I N V E

I N V E S T O R S
October 16, 2014
M. E. Miller Investors (MEMI) Update for the Third Quarter of 2014
By some measures the third quarter was uneventful, with another small gain for the S&P 500, which is
dominated by large domestic companies. However, beneath the surface the story becomes a bit
murkier. The Russell 2000, the benchmark for small US stocks, declined more than 7%. As the quarter
wore on, the markets deteriorated from within as more and more investors sought out a narrower and
narrower group of the largest companies. As money flowed to these mega-cap stocks, a glance at the
Dow Jones or S&P 500 reflected a deceptively rosy picture of the markets. Usually these divergences
do not resolve themselves peacefully or pleasantly. So far in the early part of October volatility has
increased, all equity markets have declined, and the fear assets – gold and treasurys – have been in
favor.
Are the markets finally reacting to unrest overseas, from Syria to Ukraine to Hong Kong? Or perhaps
they are now truly concerned that China’s breakneck economic growth is slowing. Or maybe equities
have just reached valuations in this post financial crisis bull market at which investors are more
discriminating with new purchases. The answer is likely all of the above and more. While I know
volatile markets are unpleasant for most investors, I like nothing better. My assessment of the value of
our companies is based on many years of future cash flows, and those have not changed. Volatile
markets just provide me the chance to buy more shares of those companies for you at lower prices.
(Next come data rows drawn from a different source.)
//! Authentication for the gatehouse server.
//!
//! This module provides:
//! - Password sign-in and sign-out (`sessions`)
//! - Sign-up and account editing (`registrations`)
//! - Password recovery (`passwords`)
//! - Kakao and Naver sign-in (`omniauth`, `providers`)
//! - Postgres stores and request extractors
//!
//! A signed-in browser holds an opaque session id in the
//! `_gatehouse_session` cookie. The session row decides how long the sign-in
//! lasts; remembered sessions also end when the account forgets them.

pub mod db;
pub mod middleware;
pub mod omniauth;
pub mod passwords;
pub mod providers;
pub mod registrations;
pub mod sessions;

use std::sync::Arc;

use axum_extra::extract::cookie::{Cookie, CookieJar, SameSite};
use chrono::Duration as ChronoDuration;
use gatehouse_accounts::{Accounts, Session, SessionId, SessionStore, User};
use time::Duration as TimeDuration;
use tracing::info;

use crate::config::SessionConfig;
use crate::error::AuthError;

pub use middleware::{ClientIp, CurrentUser, OptionalAuth, RequireAuth};
pub use providers::{AuthState, IdentityProvider, OAuthProvider, ProviderError, ProviderRegistry};

/// Session cookie name.
pub const SESSION_COOKIE: &str = "_gatehouse_session";

/// Shared application state.
pub struct AppState {
    /// Account operations.
    pub accounts: Accounts,
    /// Server-side sessions.
    pub sessions: Arc<dyn SessionStore>,
    /// Sign-in providers with client credentials.
    pub providers: ProviderRegistry,
    /// Session configuration.
    pub session_config: SessionConfig,
    /// Public URL of the server.
    pub base_url: String,
}

impl AppState {
    /// Creates a new application state.
    pub fn new(
        accounts: Accounts,
        sessions: Arc<dyn SessionStore>,
        providers: ProviderRegistry,
        session_config: SessionConfig,
        base_url: String,
    ) -> Self {
        Self {
            accounts,
            sessions,
            providers,
            session_config,
            base_url,
        }
    }

    /// Builds a cookie with the shared security attributes.
    pub(crate) fn cookie(&self, name: &'static str, value: String) -> Cookie<'static> {
        Cookie::build((name, value))
            .path("/")
            .http_only(true)
            .secure(self.session_config.secure_cookies)
            .same_site(SameSite::Lax)
            .build()
    }
}

/// Builds an expired cookie that clears `name`.
pub(crate) fn removal_cookie(name: &'static str) -> Cookie<'static> {
    Cookie::build((name, ""))
        .path("/")
        .max_age(TimeDuration::ZERO)
        .build()
}

/// Records the sign-in, opens a session, and sets its cookie.
///
/// Sessions that are not remembered get a browser-session cookie; the
/// server-side expiry still applies.
pub(crate) async fn start_session(
    state: &AppState,
    jar: CookieJar,
    user: User,
    ip: Option<String>,
    remember_me: bool,
) -> Result<(CookieJar, User), AuthError> {
    let remember = state.accounts.should_remember(remember_me);
    let user = state.accounts.record_sign_in(user, ip, remember).await?;

    let duration = if remember {
        state.accounts.config().remember_for()
    } else {
        ChronoDuration::minutes(state.session_config.duration_minutes)
    };
    let session = Session::new(SessionId::generate(), user.id(), duration, remember);
    state.sessions.create(&session).await?;

    let mut cookie = state.cookie(SESSION_COOKIE, session.id().as_str().to_string());
    if remember {
        cookie.set_max_age(TimeDuration::seconds(duration.num_seconds()));
    }

    info!(user_id = %user.id(), remembered = remember, "signed in");
    Ok((jar.add(cookie), user))
}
In conjunction with the following returns data, please read the important disclosures at the end of this letter.
(through 09/30/2014)
3Q
2014
YTD
2014
Trailing
5 Years
Since
Inception
CAGR*
Since Inception
(01/01/2008)
(01/01/2008)
MEMI (net of fees)
-1.12%
13.44%
115.83%
96.73%
10.09%
S&P 500
1.13%
8.34%
107.30%
55.76%
6.78%
Difference
-2.25%
5.10%
8.53%
40.97%
3.31%
Total Returns
*Compound Annual Growth Rate
About M. E. Miller Investors (MEMI)
I founded MEMI in 2007 to manage an equity portfolio of 10-20 long-term holdings. My mission
is to provide superior long-term, after-tax equity returns to patient investors. I seek to invest in
companies with large growth opportunities and particularly resilient business models that allow
those companies to earn outsized returns on capital for many years. I am a traditional investor – I
do not short stocks, use options or other derivatives, or charge performance fees. I believe that a
long time horizon, good judgment, and an even temperament are the keys to successful investing.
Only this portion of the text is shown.